Ryan passou a mão pela própria franja, vendo seu “trabalho”. O cabelo de Lass agora era um ninho sem noção e ele só teve vontade de rir mais. Os olhos do ninja estavam sérios e sua boca em uma fina linha.

–Você não fez isso com o meu cabelo... Eu não acredito. Eu não vou conseguir pentear, Ryan.

–PFFFF! HAHAHAHAHA!

O ninja resmungou alguma coisa, sentindo as bochechas cada vez mais quentes. Ele não acreditava em nada, nem que ele podia ficar tão desfocado de uma missão e se excitar com uma coisa besta dessas.

Ryan limpou os olhos das lágrimas de riso, pegando a toalha e sentando no colchão.

–Vamos... Vamos nos secar direito, ok? –ele tinha um largo sorriso e estava extremamente bem humorado.

Esse clima se fechou assim que o elfo sentiu o peso em suas pernas e algo rodeando seu pescoço. Um sabor úmido e doce tocou diretamente seus lábios, esquentando-os, e o fazendo relaxar no mesmo instante. Sua mão subiu e tocou uma textura morna, de superfície lisa, macia, que exalava uma temperatura de desejo.

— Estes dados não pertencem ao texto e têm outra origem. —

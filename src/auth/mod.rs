//! Sessions, passwords and the endpoints for logging in and out.

mod change_password;
mod cookie;
mod log_in;
mod log_out;
mod middleware;
mod password;
mod register;

pub use change_password::change_password_endpoint;
pub use log_in::log_in_endpoint;
pub use log_out::log_out_endpoint;
pub use middleware::auth_guard;
pub use password::{PasswordHash, ValidatedPassword};
pub use register::register_endpoint;

pub(crate) use cookie::DEFAULT_COOKIE_DURATION;

#[cfg(test)]
pub(crate) use cookie::{COOKIE_TOKEN, set_auth_cookie};
//! Middleware for logging requests and responses.

use axum::{
    body::{Body, Bytes},
    extract::Request,
    http::{StatusCode, header::CONTENT_TYPE},
    middleware::Next,
    response::{IntoResponse, Response},
};
use serde_json::Value;

/// The maximum number of bytes of a body logged at the `info` level.
pub const LOG_BODY_LENGTH_LIMIT: usize = 64;

/// JSON fields whose values never appear in the logs.
const REDACTED_FIELDS: [&str; 4] = [
    "password",
    "new_password",
    "current_password",
    "confirm_new_password",
];

/// Log the request and response for each request.
///
/// Both the request and response are logged at the `info` level.
/// If a body is longer than [LOG_BODY_LENGTH_LIMIT] bytes, it is
/// truncated and the full body is logged at the `debug` level.
/// Password fields in JSON request bodies are redacted.
pub async fn logging_middleware(request: Request, next: Next) -> Response {
    let (parts, body) = request.into_parts();
    let body_bytes = match axum::body::to_bytes(body, usize::MAX).await {
        Ok(bytes) => bytes,
        Err(error) => {
            tracing::error!("Could not read request body: {error}");
            return StatusCode::BAD_REQUEST.into_response();
        }
    };

    let is_json = parts
        .headers
        .get(CONTENT_TYPE)
        .and_then(|value| value.to_str().ok())
        .is_some_and(|value| value.starts_with("application/json"));
    let display_text = if is_json {
        redact_json(&body_bytes)
    } else {
        String::from_utf8_lossy(&body_bytes).to_string()
    };
    log_body(
        &format!("Received request: {} {}", parts.method, parts.uri),
        &display_text,
    );

    let request = Request::from_parts(parts, Body::from(body_bytes));
    let response = next.run(request).await;

    let (parts, body) = response.into_parts();
    let body_bytes = match axum::body::to_bytes(body, usize::MAX).await {
        Ok(bytes) => bytes,
        Err(error) => {
            tracing::error!("Could not read response body: {error}");
            return StatusCode::INTERNAL_SERVER_ERROR.into_response();
        }
    };
    log_body(
        &format!("Sending response: {}", parts.status),
        &String::from_utf8_lossy(&body_bytes),
    );

    Response::from_parts(parts, Body::from(body_bytes))
}

fn redact_json(body: &Bytes) -> String {
    match serde_json::from_slice::<Value>(body) {
        Ok(mut value) => {
            redact_value(&mut value);
            value.to_string()
        }
        Err(_) => String::from_utf8_lossy(body).to_string(),
    }
}

fn redact_value(value: &mut Value) {
    match value {
        Value::Object(map) => {
            for (key, field) in map.iter_mut() {
                if REDACTED_FIELDS.contains(&key.as_str()) {
                    *field = Value::String("********".to_owned());
                } else {
                    redact_value(field);
                }
            }
        }
        Value::Array(items) => items.iter_mut().for_each(redact_value),
        _ => {}
    }
}

fn truncate(text: &str, limit: usize) -> &str {
    if text.len() <= limit {
        return text;
    }

    let mut end = limit;
    while !text.is_char_boundary(end) {
        end -= 1;
    }

    &text[..end]
}

fn log_body(summary: &str, body: &str) {
    if body.len() > LOG_BODY_LENGTH_LIMIT {
        tracing::info!(
            "{summary}\nbody: {}...",
            truncate(body, LOG_BODY_LENGTH_LIMIT)
        );
        tracing::debug!("Full body: {body:?}");
    } else {
        tracing::info!("{summary}\nbody: {body:?}");
    }
}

Os olhos verdes entreabertos conseguiram ver os cílios de cor branca, longos, fechados tranquilamente. Seu lábio era esfregado e sugado docemente, com inocência e delicadeza.

As respirações estavam ritmadas, porém, de acordo com que o beijo era retribuído, mais elas se antecipavam, fazendo que sons e murmúrios escapassem enquanto suas bocas abriam e começavam a aprofundar uma na outra.

As mãos de Ryan envolveram uma proporção de carne pelo quadril, tão deliciosas de apalpar que ele até mesmo foi capaz de sentir nas pontas dos dedos os poros quentes e a formação do suor de tesão. Seus lábios trocavam breves chupadas e Ryan teve o atrevimento de lambê-los. Eram pequenos, mas rechonchudos e davam vontade de morder até marcar.

–Hm.

Como se soubesse que não era capaz de resistir a uma tentação dessas, o elfo levantou com cautela o braço ferido do ninja, que parecia cada vez menor quando estava em seu colo, passando o braço esquerdo pela cintura magra e o virando para deitar na cama. Daquela posição Lass não tinha como se machucar.

Lass, que não se sentia muito bem sendo visto de cima, e esse era um costume seu desde tempos, estendeu o braço quebrado para longe, contrariado. Ele estava completamente nu, com os cabelos ridiculamente imbramados e com o corpo marcado com os ferimentos à deriva para qualquer um ver. Sua barriga e peito, sem músculos protuberantes e totalmente brancos mostrando as veias, moviam-se num ritmo acelerado com a excitação que teve durante o beijo. Suas pernas flexionavam-se enquanto Ryan estava com um joelho e os braços em cima da cama, olhando para baixo como se estudando sua estrutura corporal.

Enquanto a mão esquerda do elfo começava a acariciar sua coxa, Lass se deteve um momento para ver bem o prato em que ele estava comendo. Não que ele escolhesse a dedo quem podia dormir consigo, mas que ele tinha lá suas preferências, e também que era sempre interessante observar inteiramente quem estava junto de si.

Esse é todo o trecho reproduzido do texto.